EXERCISE DESCRIPTION: Report each line of the entries that contains the word "else", copied in full.

━━ EXTRACTED INFORMATION ━━

// Copyright 2017 Pants project contributors (see CONTRIBUTORS.md).
// Licensed under the Apache License, Version 2.0 (see LICENSE).

use std::fmt;
use std::sync::Arc;

use crate::remapper::Remapper;

/// A host-provided artifact-like thing: a source file, a derived (built)
/// file, a tree artifact, or a fileset. Implemented by the host, not by this
/// crate -- mirrors `fs::directory::Entry`'s "the host tells us what kind of
/// thing this is" shape rather than us trying to model the host's full
/// artifact graph.
pub trait ToCommandLine: Send + Sync {
    /// The host's own string conversion, used for every value this crate
    /// does not itself know how to remap (i.e. everything except a derived
    /// artifact's exec path).
    fn expand_to_command_line(&self) -> String;

    /// A short label for diagnostics; does not need to be the exec path.
    fn display_name(&self) -> String;

    fn is_tree_artifact(&self) -> bool {
        false
    }

    fn is_fileset(&self) -> bool {
        false
    }

    fn is_directory(&self) -> bool {
        self.is_tree_artifact() || self.is_fileset()
    }

    /// `true` for any artifact produced by a prior action, whose exec path
    /// may need to be rewritten by a `Remapper` before use.
    fn is_derived_artifact(&self) -> bool {
        false
    }

    /// Required when `is_derived_artifact()` is `true`.
    fn exec_path(&self) -> Option<String> {
        None
    }
}

/// One element of an argument vector before it has been coerced to a
/// `String`. Plain strings -- the overwhelming majority of real command
/// lines -- are stored inline so they avoid the allocation and vtable cost
/// of going through `Arc<dyn ToCommandLine>`.
#[derive(Clone)]
pub enum Value {
    Str(String),
    Artifact(Arc<dyn ToCommandLine>),
}

impl Value {
    pub fn str(s: impl Into<String>) -> Self {
        Value::Str(s.into())
    }

    pub fn artifact(artifact: Arc<dyn ToCommandLine>) -> Self {
        Value::Artifact(artifact)
    }

    pub fn is_tree_artifact(&self) -> bool {
        matches!(self, Value::Artifact(a) if a.is_tree_artifact())
    }

    pub fn is_fileset(&self) -> bool {
        matches!(self, Value::Artifact(a) if a.is_fileset())
    }

    pub fn is_directory(&self) -> bool {
        matches!(self, Value::Artifact(a) if a.is_directory())
    }

    pub fn display_name(&self) -> String {
        match self {
            Value::Str(s) => s.clone(),
            Value::Artifact(a) => a.display_name(),
        }
    }
}

impl fmt::Debug for Value {
    fn fmt(&self, f: &mut fmt::Formatter<'_>) -> fmt::Result {
        match self {
            Value::Str(s) => write!(f, "Str({s:?})"),
            Value::Artifact(a) => write!(f, "Artifact({})", a.display_name()),
        }
    }
}

/// Implements C1: coerce a single `Value` to the string that will appear on
/// the command line, remapping a derived artifact's exec path and deferring
/// to the host's own conversion for everything else.
pub fn expand_value(value: &Value, remapper: &dyn Remapper) -> String {
    match value {
        Value::Str(s) => s.clone(),
        Value::Artifact(a) => {
            if a.is_derived_artifact() {
                let exec_path = a
                    .exec_path()
                    .expect("derived artifact did not report an exec path");
                remapper.map(&exec_path)
            } else {
                a.expand_to_command_line()
            }
        }
    }
}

━━━

RESULT OF THIS EXERCISE:
/// to the host's own conversion for everything else.
            } else {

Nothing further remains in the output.